Low carb is also known as low carbohydrate, high fat. Diabetes Research and clinical Practice found that low carb positively affects glucose control in patients with type 2 diabetes, triglycerides and HDL (high density lipoprotein). It is suggested that ideal diet requires less than 130 g of carbohydrate a day and claims to be promoted as a permanent lifestyle choice through books and websites. For example, people are suggested to eat green vegetables, meat, fish, eggs, and just as well as whole fat dairy and olive oil.

=== Soul food with low sugar ===
Desserts with high sugar are commonly consumed for hedonistic rewards, especially among women. However, high sugar intake tends to increase risk of obesity, type 2 diabetes, hypertension, cardio-metabolic diseases and compromised oral health.

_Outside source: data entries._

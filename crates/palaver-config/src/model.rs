// SPDX-FileCopyrightText: 2026 Palaver Contributors
// SPDX-License-Identifier: MIT OR Apache-2.0

//! Configuration model structs for the Palaver session gateway.
//!
//! All structs use `#[serde(deny_unknown_fields)]` to reject unrecognized
//! config keys at startup, providing actionable error messages.

use std::time::Duration;

use serde::{Deserialize, Serialize};

/// Top-level Palaver configuration.
///
/// Loaded from TOML files following XDG hierarchy, with environment variable overrides.
/// All sections are optional and default to sensible values.
#[derive(Debug, Clone, Default, Deserialize, Serialize)]
#[serde(deny_unknown_fields)]
pub struct PalaverConfig {
    /// Process identity and logging.
    #[serde(default)]
    pub agent: AgentConfig,

    /// Storage backend settings.
    #[serde(default)]
    pub storage: StorageConfig,

    /// Session connection lifecycle settings.
    #[serde(default)]
    pub connection: ConnectionConfig,

    /// Auto-reply timing and context settings.
    #[serde(default)]
    pub reply: ReplyConfig,

    /// Outbound send settings.
    #[serde(default)]
    pub dispatch: DispatchConfig,

    /// Media offload settings.
    #[serde(default)]
    pub media: MediaConfig,
}

/// Process identity and logging configuration.
#[derive(Debug, Clone, Deserialize, Serialize)]
#[serde(deny_unknown_fields)]
pub struct AgentConfig {
    /// Instance name, used in log output.
    #[serde(default = "default_agent_name")]
    pub name: String,

    /// Logging level (trace, debug, info, warn, error).
    #[serde(default = "default_log_level")]
    pub log_level: String,
}

impl Default for AgentConfig {
    fn default() -> Self {
        Self {
            name: default_agent_name(),
            log_level: default_log_level(),
        }
    }
}

fn default_agent_name() -> String {
    "palaver".to_string()
}

fn default_log_level() -> String {
    "info".to_string()
}

/// Storage backend configuration.
#[derive(Debug, Clone, Deserialize, Serialize)]
#[serde(deny_unknown_fields)]
pub struct StorageConfig {
    /// Path to the SQLite database file.
    #[serde(default = "default_database_path")]
    pub database_path: String,

    /// Enable WAL (Write-Ahead Logging) mode for concurrent reads.
    #[serde(default = "default_true")]
    pub wal_mode: bool,
}

impl Default for StorageConfig {
    fn default() -> Self {
        Self {
            database_path: default_database_path(),
            wal_mode: true,
        }
    }
}

fn default_database_path() -> String {
    dirs::data_local_dir()
        .map(|d| d.join("palaver").join("palaver.db"))
        .and_then(|p| p.to_str().map(String::from))
        .unwrap_or_else(|| "palaver.db".to_string())
}

fn default_true() -> bool {
    true
}

/// Session connection lifecycle configuration.
#[derive(Debug, Clone, Deserialize, Serialize)]
#[serde(deny_unknown_fields)]
pub struct ConnectionConfig {
    /// QR issuances allowed per pairing attempt before the session errors out.
    #[serde(default = "default_max_qr_attempts")]
    pub max_qr_attempts: u32,

    /// Transient reconnects allowed before the session errors out.
    #[serde(default = "default_max_reconnect_attempts")]
    pub max_reconnect_attempts: u32,

    /// Backoff base delay in milliseconds.
    #[serde(default = "default_backoff_base_ms")]
    pub backoff_base_ms: u64,

    /// Backoff cap in milliseconds.
    #[serde(default = "default_backoff_max_ms")]
    pub backoff_max_ms: u64,

    /// Delay before reconnecting after a restart-required close.
    #[serde(default = "default_restart_delay_ms")]
    pub restart_delay_ms: u64,

    /// Pause between ending an old handle and building its replacement.
    #[serde(default = "default_settle_delay_ms")]
    pub settle_delay_ms: u64,

    /// How long the single-flight reconnect lock is held after a reconnect.
    #[serde(default = "default_lock_release_delay_ms")]
    pub lock_release_delay_ms: u64,
}

impl Default for ConnectionConfig {
    fn default() -> Self {
        Self {
            max_qr_attempts: default_max_qr_attempts(),
            max_reconnect_attempts: default_max_reconnect_attempts(),
            backoff_base_ms: default_backoff_base_ms(),
            backoff_max_ms: default_backoff_max_ms(),
            restart_delay_ms: default_restart_delay_ms(),
            settle_delay_ms: default_settle_delay_ms(),
            lock_release_delay_ms: default_lock_release_delay_ms(),
        }
    }
}

impl ConnectionConfig {
    pub fn backoff_base(&self) -> Duration {
        Duration::from_millis(self.backoff_base_ms)
    }

    pub fn backoff_max(&self) -> Duration {
        Duration::from_millis(self.backoff_max_ms)
    }

    pub fn restart_delay(&self) -> Duration {
        Duration::from_millis(self.restart_delay_ms)
    }

    pub fn settle_delay(&self) -> Duration {
        Duration::from_millis(self.settle_delay_ms)
    }

    pub fn lock_release_delay(&self) -> Duration {
        Duration::from_millis(self.lock_release_delay_ms)
    }
}

fn default_max_qr_attempts() -> u32 {
    3
}

fn default_max_reconnect_attempts() -> u32 {
    10
}

fn default_backoff_base_ms() -> u64 {
    1_000
}

fn default_backoff_max_ms() -> u64 {
    300_000
}

fn default_restart_delay_ms() -> u64 {
    1_000
}

fn default_settle_delay_ms() -> u64 {
    500
}

fn default_lock_release_delay_ms() -> u64 {
    2_000
}

/// Auto-reply configuration.
#[derive(Debug, Clone, Deserialize, Serialize)]
#[serde(deny_unknown_fields)]
pub struct ReplyConfig {
    /// Master switch for the auto-responder.
    #[serde(default = "default_true")]
    pub enabled: bool,

    /// Fixed part of the simulated reply delay.
    #[serde(default = "default_base_delay_ms")]
    pub base_delay_ms: u64,

    /// Delay added per character of the reply text.
    #[serde(default = "default_per_char_delay_ms")]
    pub per_char_delay_ms: u64,

    #[serde(default = "default_min_delay_ms")]
    pub min_delay_ms: u64,

    #[serde(default = "default_max_delay_ms")]
    pub max_delay_ms: u64,

    /// Mark the inbound message read before replying.
    #[serde(default = "default_true")]
    pub mark_read: bool,

    /// Send a `composing` presence while the reply is delayed.
    #[serde(default = "default_true")]
    pub simulate_typing: bool,

    /// History entries handed to the generator as context.
    #[serde(default = "default_history_window")]
    pub history_window: usize,
}

impl Default for ReplyConfig {
    fn default() -> Self {
        Self {
            enabled: true,
            base_delay_ms: default_base_delay_ms(),
            per_char_delay_ms: default_per_char_delay_ms(),
            min_delay_ms: default_min_delay_ms(),
            max_delay_ms: default_max_delay_ms(),
            mark_read: true,
            simulate_typing: true,
            history_window: default_history_window(),
        }
    }
}

fn default_base_delay_ms() -> u64 {
    1_000
}

fn default_per_char_delay_ms() -> u64 {
    50
}

fn default_min_delay_ms() -> u64 {
    1_500
}

fn default_max_delay_ms() -> u64 {
    8_000
}

fn default_history_window() -> usize {
    20
}

/// Outbound send configuration.
#[derive(Debug, Clone, Deserialize, Serialize)]
#[serde(deny_unknown_fields)]
pub struct DispatchConfig {
    /// Send timeout for text messages.
    #[serde(default = "default_text_timeout_secs")]
    pub text_timeout_secs: u64,

    /// Send timeout for media messages.
    #[serde(default = "default_media_timeout_secs")]
    pub media_timeout_secs: u64,

    /// Re-encode images other than JPEG/PNG before sending.
    #[serde(default = "default_true")]
    pub normalize_images: bool,
}

impl Default for DispatchConfig {
    fn default() -> Self {
        Self {
            text_timeout_secs: default_text_timeout_secs(),
            media_timeout_secs: default_media_timeout_secs(),
            normalize_images: true,
        }
    }
}

impl DispatchConfig {
    pub fn text_timeout(&self) -> Duration {
        Duration::from_secs(self.text_timeout_secs)
    }

    pub fn media_timeout(&self) -> Duration {
        Duration::from_secs(self.media_timeout_secs)
    }
}

fn default_text_timeout_secs() -> u64 {
    30
}

fn default_media_timeout_secs() -> u64 {
    60
}

/// Media offload configuration.
#[derive(Debug, Clone, Deserialize, Serialize)]
#[serde(deny_unknown_fields)]
pub struct MediaConfig {
    /// Download inbound images and store them in blob storage.
    #[serde(default = "default_true")]
    pub offload_images: bool,

    /// Root directory of the filesystem blob store.
    #[serde(default = "default_blob_dir")]
    pub blob_dir: String,

    /// Path prefix under which media blobs are stored.
    #[serde(default = "default_path_prefix")]
    pub path_prefix: String,

    /// Downloads larger than this are dropped.
    #[serde(default = "default_max_media_bytes")]
    pub max_media_bytes: usize,
}

impl Default for MediaConfig {
    fn default() -> Self {
        Self {
            offload_images: true,
            blob_dir: default_blob_dir(),
            path_prefix: default_path_prefix(),
            max_media_bytes: default_max_media_bytes(),
        }
    }
}

fn default_blob_dir() -> String {
    dirs::data_local_dir()
        .map(|d| d.join("palaver").join("blobs"))
        .and_then(|p| p.to_str().map(String::from))
        .unwrap_or_else(|| "blobs".to_string())
}

fn default_path_prefix() -> String {
    "media".to_string()
}

fn default_max_media_bytes() -> usize {
    16 * 1024 * 1024
}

=== Soul food with low fat ===
Although low-fat and nonfat products contain more sugar than regular products, the UK government announced guidelines that encourage people to consume low-fat products for the aim of reducing cholesterol and saturated fat in the diet.

Spices and herbs can be used to enhance flavor while reducing added sodium and fat. Soups can be prepared with a variety of vegetables, meats, and other ingredients, with their nutritional content varying according to the recipe.

Moreover, seen as a comfort food in history, soups help lessen cold symptoms and warm the soul, especially in winter. As Elizabeth Arndt said, soup increases the feeling of fullness while reducing the total calorie intake. Besides, soups with chowders and stews effectively help meet the recorded daily needs for fiber, protein, vitamins and minerals, thus having positive effects on people's health and wellbeing.

=== Soul food in gluten-free ===

Study showed that gluten-containing food have risks of causing celiac diseases and gluten-induced disorder for those who are in genetically susceptible individuals and there are also people that are wheat allergy. Under that circumstance, Lu, Zhang, Luoto and Ren suggested more choices and variation in the diet, especially for breakfast. In addition, peas with 85% protein have a rich amino acid profile that will be ideal for people with celiac disease, gluten intolerance and other food allergy. Besides, some grains including brown rice, sorghum, amaranth, quinoa, millet and wild rice are also gluten-free in nature.

However, the research showed that the subjective difficulty in following a gluten-free diet (GFD) comes from main reasons of age, education level, advice on starting a GFD, duration before discovering a gluten intolerance, food choices and ways of GFD management. Accordingly, education about celiac disease and gluten-induced disorder can be conducted among healthcare practitioners to increase their awareness, as well as early diagnosis and intervention of gluten-induced disorders.

==High profile advocates: promotes==
People are increasingly paying attention to healthy lifestyle. Although soul food are fast and easy to consume in the fast-paced life, where people suffer from healthy issues, modifying soul food within healthy trends become necessary. To better promote soul food within healthy trends, there are three ways for advocating.

1. Healthy soul food can be used to satisfy both biological and psychological needs.
2. Secondly, since women mainly prepare food in the family and make effects on later generation, the nutrition programs can mainly target women, as well as people in different socioeconomic groups.
3. Thirdly, culture can be embedded into diet and healthy eating can be advocated in community level. Under that circumstance, It will be familiar and relevant to African American, helping reach them and change their food choice and intake.
4. Moreover, the program can embrace culture facility and relevance and consider environmental influences. Food For Health and Soul is a successful example of culturally appropriate approach that effectively reaches African American and promotes their healthy food intake.

Since chronic diseases commonly happen on people all around the world, modifying soul food within healthy trends should be promoted not only among African Americans, but also people all over the world. Healthy eating along with regular physical activities, as two main lifestyle factors, can work together in promote health and wellbeing.